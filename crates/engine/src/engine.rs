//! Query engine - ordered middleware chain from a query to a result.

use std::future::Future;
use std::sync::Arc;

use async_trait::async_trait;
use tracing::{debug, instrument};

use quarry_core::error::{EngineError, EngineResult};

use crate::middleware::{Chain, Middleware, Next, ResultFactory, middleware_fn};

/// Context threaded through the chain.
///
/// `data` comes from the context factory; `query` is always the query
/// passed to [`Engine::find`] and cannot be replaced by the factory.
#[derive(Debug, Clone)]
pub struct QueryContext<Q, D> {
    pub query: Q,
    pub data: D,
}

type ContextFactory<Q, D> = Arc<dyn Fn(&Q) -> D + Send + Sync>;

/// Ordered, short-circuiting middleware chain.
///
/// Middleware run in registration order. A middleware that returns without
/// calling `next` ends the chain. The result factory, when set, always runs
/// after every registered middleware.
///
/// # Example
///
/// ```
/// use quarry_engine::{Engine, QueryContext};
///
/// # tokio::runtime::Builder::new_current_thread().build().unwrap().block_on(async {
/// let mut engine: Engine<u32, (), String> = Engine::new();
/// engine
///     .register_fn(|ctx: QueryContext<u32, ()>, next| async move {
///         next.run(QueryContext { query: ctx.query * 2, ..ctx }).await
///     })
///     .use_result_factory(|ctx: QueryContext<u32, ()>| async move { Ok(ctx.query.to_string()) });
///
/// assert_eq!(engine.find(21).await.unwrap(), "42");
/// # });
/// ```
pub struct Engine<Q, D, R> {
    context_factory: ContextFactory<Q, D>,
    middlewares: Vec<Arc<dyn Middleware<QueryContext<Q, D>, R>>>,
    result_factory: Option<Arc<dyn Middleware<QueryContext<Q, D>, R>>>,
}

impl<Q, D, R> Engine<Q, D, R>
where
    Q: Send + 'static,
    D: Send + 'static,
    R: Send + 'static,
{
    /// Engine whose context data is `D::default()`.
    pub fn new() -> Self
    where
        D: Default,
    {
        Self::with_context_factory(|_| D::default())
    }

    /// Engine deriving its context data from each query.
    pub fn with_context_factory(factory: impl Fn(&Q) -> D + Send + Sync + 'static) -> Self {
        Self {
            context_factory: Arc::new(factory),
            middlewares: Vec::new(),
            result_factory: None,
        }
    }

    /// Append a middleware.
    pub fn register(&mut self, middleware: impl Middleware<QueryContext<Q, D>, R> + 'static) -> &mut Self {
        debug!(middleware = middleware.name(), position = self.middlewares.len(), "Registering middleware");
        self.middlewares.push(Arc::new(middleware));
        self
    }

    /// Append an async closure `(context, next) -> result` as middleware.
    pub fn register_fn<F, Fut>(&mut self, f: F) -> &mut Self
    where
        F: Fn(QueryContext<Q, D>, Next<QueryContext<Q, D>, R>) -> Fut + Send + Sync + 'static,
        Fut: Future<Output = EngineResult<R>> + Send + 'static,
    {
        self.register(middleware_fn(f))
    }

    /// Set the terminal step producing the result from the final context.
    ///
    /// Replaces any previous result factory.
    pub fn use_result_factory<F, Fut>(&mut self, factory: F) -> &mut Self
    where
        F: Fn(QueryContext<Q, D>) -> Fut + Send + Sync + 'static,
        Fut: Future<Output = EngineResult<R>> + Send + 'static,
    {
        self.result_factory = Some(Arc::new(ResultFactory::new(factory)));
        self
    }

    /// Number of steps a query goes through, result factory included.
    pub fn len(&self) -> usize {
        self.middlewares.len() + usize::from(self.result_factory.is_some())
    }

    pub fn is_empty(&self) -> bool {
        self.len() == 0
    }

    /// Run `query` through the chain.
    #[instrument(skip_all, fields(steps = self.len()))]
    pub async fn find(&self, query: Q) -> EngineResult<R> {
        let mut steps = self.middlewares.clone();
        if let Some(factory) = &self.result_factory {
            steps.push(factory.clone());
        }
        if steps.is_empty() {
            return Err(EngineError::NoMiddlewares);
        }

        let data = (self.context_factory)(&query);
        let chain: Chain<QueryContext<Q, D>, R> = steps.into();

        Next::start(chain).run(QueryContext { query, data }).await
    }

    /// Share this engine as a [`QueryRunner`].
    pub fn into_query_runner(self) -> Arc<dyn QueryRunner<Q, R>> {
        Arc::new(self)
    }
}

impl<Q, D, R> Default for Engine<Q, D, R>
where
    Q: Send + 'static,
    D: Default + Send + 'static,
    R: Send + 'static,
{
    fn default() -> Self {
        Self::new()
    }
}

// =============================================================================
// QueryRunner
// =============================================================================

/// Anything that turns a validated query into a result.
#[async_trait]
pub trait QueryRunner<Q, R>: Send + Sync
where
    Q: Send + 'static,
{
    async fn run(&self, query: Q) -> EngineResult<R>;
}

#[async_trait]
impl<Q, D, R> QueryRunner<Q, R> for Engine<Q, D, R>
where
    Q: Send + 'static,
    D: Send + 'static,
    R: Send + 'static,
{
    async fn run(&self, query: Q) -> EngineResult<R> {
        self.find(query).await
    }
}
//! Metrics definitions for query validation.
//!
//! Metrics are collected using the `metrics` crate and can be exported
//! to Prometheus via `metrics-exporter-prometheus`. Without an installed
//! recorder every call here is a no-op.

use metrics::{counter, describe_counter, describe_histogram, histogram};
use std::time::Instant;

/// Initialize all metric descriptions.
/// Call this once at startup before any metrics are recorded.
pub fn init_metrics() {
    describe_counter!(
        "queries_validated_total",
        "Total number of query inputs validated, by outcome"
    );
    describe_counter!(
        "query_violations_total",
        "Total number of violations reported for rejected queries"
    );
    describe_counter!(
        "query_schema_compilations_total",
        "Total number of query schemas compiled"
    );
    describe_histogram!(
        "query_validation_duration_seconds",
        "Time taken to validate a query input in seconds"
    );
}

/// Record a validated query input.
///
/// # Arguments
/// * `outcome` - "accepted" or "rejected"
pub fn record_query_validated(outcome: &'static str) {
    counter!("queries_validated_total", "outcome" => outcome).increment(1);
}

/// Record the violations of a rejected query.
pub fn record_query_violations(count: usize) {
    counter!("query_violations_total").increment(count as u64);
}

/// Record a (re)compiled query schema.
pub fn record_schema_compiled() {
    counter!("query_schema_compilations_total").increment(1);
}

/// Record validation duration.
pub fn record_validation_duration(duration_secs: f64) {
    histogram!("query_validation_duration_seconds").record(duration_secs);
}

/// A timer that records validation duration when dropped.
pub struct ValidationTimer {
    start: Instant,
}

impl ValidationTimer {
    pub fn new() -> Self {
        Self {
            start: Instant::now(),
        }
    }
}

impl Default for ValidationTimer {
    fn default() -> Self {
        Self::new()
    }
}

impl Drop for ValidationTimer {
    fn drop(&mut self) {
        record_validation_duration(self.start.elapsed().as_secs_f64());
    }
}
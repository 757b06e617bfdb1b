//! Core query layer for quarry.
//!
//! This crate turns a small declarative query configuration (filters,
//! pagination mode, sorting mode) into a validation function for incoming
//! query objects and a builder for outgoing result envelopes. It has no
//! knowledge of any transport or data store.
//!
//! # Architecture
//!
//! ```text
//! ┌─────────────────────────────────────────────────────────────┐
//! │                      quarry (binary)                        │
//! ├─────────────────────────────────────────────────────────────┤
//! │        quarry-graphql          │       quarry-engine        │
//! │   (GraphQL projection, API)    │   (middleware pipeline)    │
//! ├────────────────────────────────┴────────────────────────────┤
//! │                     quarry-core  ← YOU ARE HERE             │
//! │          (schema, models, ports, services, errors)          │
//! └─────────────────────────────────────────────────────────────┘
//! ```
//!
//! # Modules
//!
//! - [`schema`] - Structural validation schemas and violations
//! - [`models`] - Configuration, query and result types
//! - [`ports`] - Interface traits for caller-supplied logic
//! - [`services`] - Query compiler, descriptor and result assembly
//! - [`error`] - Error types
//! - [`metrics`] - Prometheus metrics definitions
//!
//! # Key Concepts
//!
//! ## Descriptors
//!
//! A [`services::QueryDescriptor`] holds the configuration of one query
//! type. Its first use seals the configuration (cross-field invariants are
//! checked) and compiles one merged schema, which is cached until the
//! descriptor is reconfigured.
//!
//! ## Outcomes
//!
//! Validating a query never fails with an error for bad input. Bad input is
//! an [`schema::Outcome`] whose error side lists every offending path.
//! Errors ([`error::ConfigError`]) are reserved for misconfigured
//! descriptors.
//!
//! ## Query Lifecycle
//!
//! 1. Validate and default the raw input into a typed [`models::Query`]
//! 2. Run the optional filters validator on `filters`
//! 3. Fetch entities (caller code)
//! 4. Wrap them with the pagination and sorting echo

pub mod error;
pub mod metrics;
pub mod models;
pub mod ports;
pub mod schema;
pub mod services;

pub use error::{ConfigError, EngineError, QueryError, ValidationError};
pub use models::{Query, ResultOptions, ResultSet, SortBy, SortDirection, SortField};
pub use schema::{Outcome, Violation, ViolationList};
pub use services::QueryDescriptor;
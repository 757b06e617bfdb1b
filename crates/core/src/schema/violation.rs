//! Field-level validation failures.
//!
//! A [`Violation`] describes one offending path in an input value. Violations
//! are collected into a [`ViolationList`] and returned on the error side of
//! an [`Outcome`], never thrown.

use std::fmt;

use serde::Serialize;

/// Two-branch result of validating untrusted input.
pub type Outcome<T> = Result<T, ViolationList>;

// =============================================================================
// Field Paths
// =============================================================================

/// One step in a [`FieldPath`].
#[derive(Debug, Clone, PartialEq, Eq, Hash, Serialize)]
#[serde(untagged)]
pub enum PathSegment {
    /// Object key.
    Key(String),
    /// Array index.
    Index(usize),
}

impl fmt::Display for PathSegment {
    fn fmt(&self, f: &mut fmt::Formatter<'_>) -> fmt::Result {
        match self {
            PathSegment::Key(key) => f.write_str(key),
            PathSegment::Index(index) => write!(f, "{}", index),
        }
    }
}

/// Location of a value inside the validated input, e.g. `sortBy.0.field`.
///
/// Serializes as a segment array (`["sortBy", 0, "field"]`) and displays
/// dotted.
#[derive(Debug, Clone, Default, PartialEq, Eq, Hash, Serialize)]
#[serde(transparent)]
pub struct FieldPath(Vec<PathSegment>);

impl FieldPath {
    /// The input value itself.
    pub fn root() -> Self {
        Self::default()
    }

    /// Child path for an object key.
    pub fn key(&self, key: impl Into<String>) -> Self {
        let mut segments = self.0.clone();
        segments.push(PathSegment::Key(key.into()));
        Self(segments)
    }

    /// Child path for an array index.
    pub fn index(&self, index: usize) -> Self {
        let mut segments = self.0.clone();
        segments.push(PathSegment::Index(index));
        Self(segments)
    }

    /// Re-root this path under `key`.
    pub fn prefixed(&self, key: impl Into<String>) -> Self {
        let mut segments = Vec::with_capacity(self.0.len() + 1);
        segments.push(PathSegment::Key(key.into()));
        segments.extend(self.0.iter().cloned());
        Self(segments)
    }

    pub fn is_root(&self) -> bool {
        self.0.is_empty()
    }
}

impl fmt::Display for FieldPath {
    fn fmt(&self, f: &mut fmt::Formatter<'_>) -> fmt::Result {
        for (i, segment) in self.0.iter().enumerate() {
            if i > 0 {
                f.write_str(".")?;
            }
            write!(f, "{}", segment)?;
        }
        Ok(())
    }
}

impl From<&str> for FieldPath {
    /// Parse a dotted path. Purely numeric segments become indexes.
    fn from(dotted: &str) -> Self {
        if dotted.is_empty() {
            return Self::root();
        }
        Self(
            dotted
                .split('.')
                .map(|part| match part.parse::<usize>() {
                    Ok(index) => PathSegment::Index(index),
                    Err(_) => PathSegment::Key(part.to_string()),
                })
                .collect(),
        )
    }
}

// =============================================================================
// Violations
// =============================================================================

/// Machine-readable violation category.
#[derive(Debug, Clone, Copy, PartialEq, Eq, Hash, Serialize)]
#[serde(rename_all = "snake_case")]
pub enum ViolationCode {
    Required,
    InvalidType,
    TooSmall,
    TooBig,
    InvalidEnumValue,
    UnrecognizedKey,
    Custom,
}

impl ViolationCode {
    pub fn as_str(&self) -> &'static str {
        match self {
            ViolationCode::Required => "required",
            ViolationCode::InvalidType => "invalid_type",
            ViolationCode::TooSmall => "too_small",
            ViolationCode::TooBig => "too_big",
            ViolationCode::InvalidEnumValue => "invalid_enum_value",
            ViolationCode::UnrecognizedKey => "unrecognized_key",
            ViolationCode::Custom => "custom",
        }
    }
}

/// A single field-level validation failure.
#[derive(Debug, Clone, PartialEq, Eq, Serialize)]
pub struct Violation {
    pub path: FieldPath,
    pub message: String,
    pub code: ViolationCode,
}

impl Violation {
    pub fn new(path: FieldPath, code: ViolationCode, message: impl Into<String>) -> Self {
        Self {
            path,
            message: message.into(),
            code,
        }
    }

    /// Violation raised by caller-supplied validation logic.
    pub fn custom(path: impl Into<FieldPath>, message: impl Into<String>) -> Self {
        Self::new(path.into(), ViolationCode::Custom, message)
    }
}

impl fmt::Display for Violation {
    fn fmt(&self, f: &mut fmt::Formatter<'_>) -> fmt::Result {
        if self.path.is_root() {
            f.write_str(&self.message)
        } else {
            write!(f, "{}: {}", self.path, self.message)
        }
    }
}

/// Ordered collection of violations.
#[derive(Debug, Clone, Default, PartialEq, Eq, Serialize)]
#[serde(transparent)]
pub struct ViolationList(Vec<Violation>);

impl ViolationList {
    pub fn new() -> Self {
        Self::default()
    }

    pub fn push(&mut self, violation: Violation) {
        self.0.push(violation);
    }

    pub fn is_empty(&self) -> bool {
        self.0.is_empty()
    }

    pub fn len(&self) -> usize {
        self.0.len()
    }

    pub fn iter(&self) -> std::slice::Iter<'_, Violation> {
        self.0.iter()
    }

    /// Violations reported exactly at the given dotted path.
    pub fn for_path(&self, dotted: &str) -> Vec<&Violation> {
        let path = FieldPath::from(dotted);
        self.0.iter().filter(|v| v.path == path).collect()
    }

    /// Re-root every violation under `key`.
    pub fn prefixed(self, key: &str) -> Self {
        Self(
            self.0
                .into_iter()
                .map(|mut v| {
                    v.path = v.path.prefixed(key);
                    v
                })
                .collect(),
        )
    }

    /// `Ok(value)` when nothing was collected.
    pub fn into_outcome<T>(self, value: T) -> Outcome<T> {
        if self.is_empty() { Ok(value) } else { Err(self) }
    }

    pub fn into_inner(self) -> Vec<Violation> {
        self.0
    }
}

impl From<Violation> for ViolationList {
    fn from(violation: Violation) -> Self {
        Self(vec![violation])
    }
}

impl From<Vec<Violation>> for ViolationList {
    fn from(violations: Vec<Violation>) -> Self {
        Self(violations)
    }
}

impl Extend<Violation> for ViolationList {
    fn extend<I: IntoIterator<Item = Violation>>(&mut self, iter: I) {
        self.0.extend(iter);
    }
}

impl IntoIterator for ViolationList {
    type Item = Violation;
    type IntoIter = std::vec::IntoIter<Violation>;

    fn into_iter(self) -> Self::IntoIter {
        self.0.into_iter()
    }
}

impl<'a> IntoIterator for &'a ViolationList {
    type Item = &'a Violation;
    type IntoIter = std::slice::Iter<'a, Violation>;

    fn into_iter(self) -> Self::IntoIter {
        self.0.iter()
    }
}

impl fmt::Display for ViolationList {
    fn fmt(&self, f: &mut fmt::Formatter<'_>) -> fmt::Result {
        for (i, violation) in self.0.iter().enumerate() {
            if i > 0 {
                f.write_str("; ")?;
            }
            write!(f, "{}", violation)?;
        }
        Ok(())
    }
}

• **Work to complete**: The answer must consist of each line from the entries that contains the string "offending".

• **Task answer**:
//! an [`schema::Outcome`] whose error side lists every offending path.
//! A [`Violation`] describes one offending path in an input value. Violations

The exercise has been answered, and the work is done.